Section 3 (l) and (t) of the Sectional Title Schemes Management Act, 2011 has the following wording relating to the duties and functions of bodies corporate:
Section 3 (l): “…..to maintain all the common property and to keep it in a state of good and serviceable repair”
Section 3 (t): “…in general, to control, manage and administer the common property for the benefit of all owners”
Felling an old tree that may fall over is regarded as a maintenance issue (Sect 3 (i)) and can be seen as an obligation by the body corporate to control (Sect 3 (t) ) the danger of causing harm to persons or property. In the interests of safety to people and property, the trustees have full rights to remove such a tree, even without the blessing of any owner.
What does the insurance policy have to say?

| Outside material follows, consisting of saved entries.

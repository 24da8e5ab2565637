//! Slot scoring engine.
//!
//! Ranks free slots for a desired duration using additive heuristic bonuses:
//!
//! | Signal | Bonus |
//! |--------|-------|
//! | Base | 0.5 |
//! | Learned weekday match (per preferred time) | +0.1 |
//! | Learned hour within 1 / within 2 (per preferred time) | +0.2 / +0.1 |
//! | Category time-of-day band | +0.15 or +0.1 |
//! | Slot leaves 30+ minutes spare | +0.1 |
//!
//! The total is capped at 1.0. Every applied bonus adds a human-readable reason,
//! in evaluation order, for explanation UIs and prompt construction.

use serde::{Deserialize, Serialize};
use tracing::debug;

use crate::habit::{HabitLearner, HabitPattern};
use crate::schedule::EventCategory;
use crate::slots::FreeSlot;

/// Score every candidate starts from
pub const BASE_SCORE: f64 = 0.5;
/// Upper bound on any score
pub const MAX_SCORE: f64 = 1.0;
/// Spare minutes a slot needs beyond the desired duration to earn the buffer bonus
pub const BUFFER_MINUTES: i64 = 30;

const WEEKDAY_BONUS: f64 = 0.1;
const CLOSE_HOUR_BONUS: f64 = 0.2;
const NEAR_HOUR_BONUS: f64 = 0.1;
const BUFFER_BONUS: f64 = 0.1;

/// A ranked candidate time
#[derive(Debug, Clone, PartialEq, Serialize, Deserialize)]
pub struct TimeSuggestion {
    /// Trimmed to exactly the desired duration
    pub slot: FreeSlot,
    /// 0.5 to 1.0
    pub score: f64,
    pub reasons: Vec<String>,
}

/// Heuristic slot ranker
#[derive(Debug, Clone, Copy, Default)]
pub struct SlotScorer;

impl SlotScorer {
    pub fn new() -> Self {
        Self
    }

    /// Rank `free_slots` for a block of `desired_minutes`.
    ///
    /// Slots too short are dropped. Output is sorted by score descending; equal
    /// scores keep their input order.
    pub fn suggest_best_times(
        &self,
        free_slots: &[FreeSlot],
        desired_minutes: i64,
        habits: &HabitLearner,
        category: Option<EventCategory>,
    ) -> Vec<TimeSuggestion> {
        let pattern = category.and_then(|c| habits.pattern(c));

        let mut suggestions: Vec<TimeSuggestion> = free_slots
            .iter()
            .filter(|slot| slot.can_fit(desired_minutes))
            .map(|slot| self.score_slot(slot, desired_minutes, pattern, category))
            .collect();

        suggestions.sort_by(|a, b| {
            b.score
                .partial_cmp(&a.score)
                .unwrap_or(std::cmp::Ordering::Equal)
        });

        debug!(
            candidates = free_slots.len(),
            suggestions = suggestions.len(),
            desired_minutes,
            category = category.map(|c| c.as_str()).unwrap_or("none"),
            "slot ranking"
        );

        suggestions
    }

    /// Score a single slot.
    pub fn score_slot(
        &self,
        slot: &FreeSlot,
        desired_minutes: i64,
        pattern: Option<&HabitPattern>,
        category: Option<EventCategory>,
    ) -> TimeSuggestion {
        let mut score = BASE_SCORE;
        let mut reasons = Vec::new();
        let hour = slot.hour();
        let day_of_week = slot.day_of_week();

        if let Some(pattern) = pattern {
            for preferred in pattern.preferred_times.iter() {
                if preferred.day_of_week == day_of_week {
                    score += WEEKDAY_BONUS;
                    reasons.push(format!("You usually schedule this on {}", preferred.day_name()));
                }

                let hour_diff = hour.abs_diff(preferred.hour as u32);
                if hour_diff <= 1 {
                    score += CLOSE_HOUR_BONUS;
                    reasons.push(format!(
                        "Close to your usual time ({:02}:{:02})",
                        preferred.hour, preferred.minute
                    ));
                } else if hour_diff <= 2 {
                    score += NEAR_HOUR_BONUS;
                    reasons.push(format!(
                        "Near your usual time ({:02}:{:02})",
                        preferred.hour, preferred.minute
                    ));
                }
            }
        }

        if let Some(category) = category {
            if let Some(band) = category.time_of_day_bias().iter().find(|b| b.contains(hour)) {
                score += band.bonus;
                reasons.push(band.reason.to_string());
            }
        }

        if slot.duration_minutes >= desired_minutes + BUFFER_MINUTES {
            score += BUFFER_BONUS;
            reasons.push("Leaves buffer time afterwards".to_string());
        }

        TimeSuggestion {
            slot: slot.trimmed(desired_minutes),
            score: score.min(MAX_SCORE),
            reasons,
        }
    }
}

/// Convenience function ranking with the default scorer
pub fn suggest_best_times(
    free_slots: &[FreeSlot],
    desired_minutes: i64,
    habits: &HabitLearner,
    category: Option<EventCategory>,
) -> Vec<TimeSuggestion> {
    SlotScorer::new().suggest_best_times(free_slots, desired_minutes, habits, category)
}
//! Configuration module for Sumi-Reach
//!
//! This module handles loading, parsing, and validating TOML configuration files.
//! The CLI can also build a [`Config`] directly and override individual fields.
//!
//! # Example
//!
//! ```no_run
//! use sumi_reach::config::load_config;
//! use std::path::Path;
//!
//! let config = load_config(Path::new("crawl.toml")).unwrap();
//! println!("Crawler will use max depth: {}", config.crawler.max_depth);
//! ```

mod parser;
mod types;
mod validation;

// Re-export types
pub use types::{
    Config, CrawlerConfig, DepthBoundary, OutputConfig, DEFAULT_MAX_DEPTH, DEFAULT_WORKER_COUNT,
};

// Re-export parser functions
pub use parser::{compute_config_hash, load_config, parse_config, read_config_with_hash};
pub use validation::validate;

A summarised wording of the prevention of loss clause on insurance policies places an obligation on the insured whereby the insured “…. must do all that is reasonable to prevent legal liability, or loss or damage to the insured property….” Therefore, the implication is that if the trustees do not attend to the about-to-fall tree, the insurers may reject any claims if the tree fell and cause injury or damage.
All of the above will also apply to overgrown roots that are causing a nuisance or danger in paths or driveways, or damaging underground services or structures.